# Problem with Onkyo 876



## gperkins_1973 (Aug 25, 2008)

Hi there,

I cannot get my onkyo to display the HD audio on the front. When I click display on the remote it shows up PCM which I am sure is wrong as I can never tell what audio format it is in. Its like having the nightmare of the PS3 all over again. Can someone tell what I need to do so I can select the correct format. I am using HDMI 2.

cheers
Graham


----------



## Jungle Jack (Jul 28, 2009)

Hello,
Are you sure your BDP is configured to bitstream? If the Onkyo is displaying PCM, it is not decoding True-HD and DTS-MA internally. Which BDP are you using and which Onkyo?
Cheers,
JJ


----------



## gperkins_1973 (Aug 25, 2008)

Hi there,

I am using a panasonic BD35 and it is set up for bitsream in the set up menu.

cheers

Graham


----------



## Jungle Jack (Jul 28, 2009)

Hello,
If it is configured for bitstream, you should be getting True HD or DTS-MA on your display.
What does your main display on your Onkyo say when playing a Blu Ray?
Cheers,
JJ


----------



## gperkins_1973 (Aug 25, 2008)

JJ

HDMI through and it does that on sky too.
I have looked at the manual and it says some stuff about the listening modes presets which I have changed the appropiate ones for the DVD input which I have my blu ray connected to but when you click on the left and right arrows on the remote DTS master audio etc... dont come up.

cheers

Graham


----------



## Jungle Jack (Jul 28, 2009)

Hello,
It has nothing to do with the Listening Modes preset. The lossless codecs should simply appear. Are you sure bitstream is enabled for both DVD's and BD's. Often they are in different places in the menu.
Cheers,
JJ


----------



## gperkins_1973 (Aug 25, 2008)

JJ

I will double check now.

cheers

Graham


----------



## gperkins_1973 (Aug 25, 2008)

Everything on the panasonic is set to Bitstream. You can only go into the setup menu and that is it.

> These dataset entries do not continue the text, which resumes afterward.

//! Turn delimited text from file-based sources into raw records.
use std::collections::HashSet;

use thiserror::Error;

use crate::model::{CanonicalField, RawRecord, SourceConfig};

#[derive(Error, Debug, PartialEq, Eq)]
pub enum ParseError {
    #[error("delimiter {0:?} is not a single ASCII character")]
    InvalidDelimiter(char),
    #[error("malformed input on line {line}: {message}")]
    Malformed { line: u64, message: String },
}

#[derive(Debug, Clone, Copy, PartialEq, Eq)]
pub struct ParseOptions {
    pub delimiter: u8,
    pub has_header: bool,
}

impl ParseOptions {
    pub fn from_config(config: &SourceConfig) -> Result<Self, ParseError> {
        if !config.delimiter.is_ascii() {
            return Err(ParseError::InvalidDelimiter(config.delimiter));
        }
        Ok(Self {
            delimiter: config.delimiter as u8,
            has_header: config.has_header,
        })
    }
}

impl Default for ParseOptions {
    fn default() -> Self {
        Self {
            delimiter: b',',
            has_header: true,
        }
    }
}

/// Name of the field at `position` when no header is declared: the canonical fields in
/// order, then `field_<position>`.
fn positional_name(position: usize) -> String {
    match CanonicalField::ALL.get(position) {
        Some(field) => field.as_str().to_owned(),
        None => format!("field_{}", position),
    }
}

/// Header names as keys. An empty or repeated name would drop or overwrite a value, so
/// those columns are keyed by `field_<position>` instead.
fn header_names(cells: Vec<String>) -> Vec<String> {
    let mut seen = HashSet::new();
    cells
        .into_iter()
        .enumerate()
        .map(|(position, name)| {
            if name.is_empty() || !seen.insert(name.clone()) {
                format!("field_{}", position)
            } else {
                name
            }
        })
        .collect()
}

/// Parse delimited text into an ordered sequence of raw records.
///
/// With a header, the first line names the fields; values past the end of the header (or
/// under an empty or repeated header cell) are keyed by `field_<position>`. Without one,
/// fields are named positionally. Rows may be shorter than the header, in which case the
/// missing fields are simply absent. Lines with no content are skipped.
pub fn parse_rows(text: &str, options: ParseOptions) -> Result<Vec<RawRecord>, ParseError> {
    let mut reader = csv::ReaderBuilder::new()
        .delimiter(options.delimiter)
        .has_headers(false)
        .flexible(true)
        .trim(csv::Trim::All)
        .from_reader(text.as_bytes());

    let mut records = reader.records();

    let header: Option<Vec<String>> = if options.has_header {
        match records.next() {
            Some(result) => Some(header_names(
                result.map_err(malformed)?.iter().map(str::to_owned).collect(),
            )),
            None => return Ok(Vec::new()),
        }
    } else {
        None
    };

    let mut rows = Vec::new();
    for result in records {
        let record = result.map_err(malformed)?;
        if record.iter().all(str::is_empty) {
            continue;
        }

        let row: RawRecord = record
            .iter()
            .enumerate()
            .map(|(position, value)| {
                let name = match header.as_ref().and_then(|h| h.get(position)) {
                    Some(name) => name.clone(),
                    None if header.is_some() => format!("field_{}", position),
                    None => positional_name(position),
                };
                (name, value.to_owned())
            })
            .collect();

        rows.push(row);
    }

    Ok(rows)
}

fn malformed(error: csv::Error) -> ParseError {
    let line = error.position().map(|p| p.line()).unwrap_or(0);
    ParseError::Malformed {
        line,
        message: error.to_string(),
    }
}

#[cfg(test)]
mod tests {
    use super::*;

    fn record(pairs: &[(&str, &str)]) -> RawRecord {
        pairs
            .iter()
            .map(|(k, v)| (k.to_string(), v.to_string()))
            .collect()
    }

    #[test]
    fn test_parse_with_header() {
        let text = "first_name,last_name,email\nJane,Doe,jane@x.com\n";

        let rows = parse_rows(text, ParseOptions::default()).unwrap();

        assert_eq!(
            rows,
            vec![record(&[
                ("first_name", "Jane"),
                ("last_name", "Doe"),
                ("email", "jane@x.com"),
            ])]
        );
    }

    #[test]
    fn test_repeated_header_keeps_every_value() {
        let text = "email,email,,phone\na@x.com,b@x.com,note,555\n";

        let rows = parse_rows(text, ParseOptions::default()).unwrap();

        assert_eq!(
            rows,
            vec![record(&[
                ("email", "a@x.com"),
                ("field_1", "b@x.com"),
                ("field_2", "note"),
                ("phone", "555"),
            ])]
        );
    }

    #[test]
    fn test_parse_without_header_is_positional() {
        let options = ParseOptions {
            delimiter: b';',
            has_header: false,
        };

        let rows = parse_rows("Jane;Doe;jane@x.com;555-0100;VIP\n", options).unwrap();

        assert_eq!(
            rows,
            vec![record(&[
                ("first_name", "Jane"),
                ("last_name", "Doe"),
                ("email", "jane@x.com"),
                ("phone", "555-0100"),
                ("field_4", "VIP"),
            ])]
        );
    }

    #[test]
    fn test_parse_ragged_rows_and_blank_lines() {
        let text = "Name,Email\n\nAda\nGrace,grace@x.com,extra\n";

        let rows = parse_rows(text, ParseOptions::default()).unwrap();

        assert_eq!(
            rows,
            vec![
                record(&[("Name", "Ada")]),
                record(&[("Name", "Grace"), ("Email", "grace@x.com"), ("field_2", "extra")]),
            ]
        );
    }

    #[test]
    fn test_parse_trims_and_handles_quotes() {
        let text = "email , company\n\"a@x.com\",\"Acme, Inc\"\n";

        let rows = parse_rows(text, ParseOptions::default()).unwrap();

        assert_eq!(rows, vec![record(&[("email", "a@x.com"), ("company", "Acme, Inc")])]);
    }

    #[test]
    fn test_parse_header_only_and_empty_text() {
        assert!(parse_rows("email\n", ParseOptions::default())
            .unwrap()
            .is_empty());
        assert!(parse_rows("", ParseOptions::default()).unwrap().is_empty());
    }

    #[test]
    fn test_options_from_config() {
        let mut config = SourceConfig {
            delimiter: '\t',
            has_header: false,
            ..Default::default()
        };
        assert_eq!(
            ParseOptions::from_config(&config),
            Ok(ParseOptions {
                delimiter: b'\t',
                has_header: false,
            })
        );

        config.delimiter = '¦';
        assert_eq!(
            ParseOptions::from_config(&config),
            Err(ParseError::InvalidDelimiter('¦'))
        );
    }
}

Is there no way you can set the onkyo to either pcm or bitstream?

cheers
Graham


----------



## Jungle Jack (Jul 28, 2009)

Hello,
Graham, I am 99% sure that is what it is going to be. I own the TX-SR875 and I have setup literally 6 or 7 TX-SR876's as well. The new codecs simply show up once bitstream is enabled. Do note that on some discs, you have to choose True HD or DTS-HD. An example of this is The Dark Night which autostarts in Dolby Digital. Many other Warner Brothers Blu Rays are like this.
Cheers,
JJ


----------



## Jungle Jack (Jul 28, 2009)

Hello,
Wait, I think you have it on HDMI Passthrough. I am trying to remember how to turn that off.


----------



## Jungle Jack (Jul 28, 2009)

Hello,
Just to make sure, put in a Blu Ray and go into Listening Modes Preset. Scroll down until True HD and DTS HD. Usually, it should just say last valid. If not, you can select True HD and DTS HD. You will not see the choices for those two until you scroll down.
Cheers,
JJ


----------



## recruit (May 9, 2009)

You have not got the secondary audio channel set to ON in the panasonic do you Graham?


----------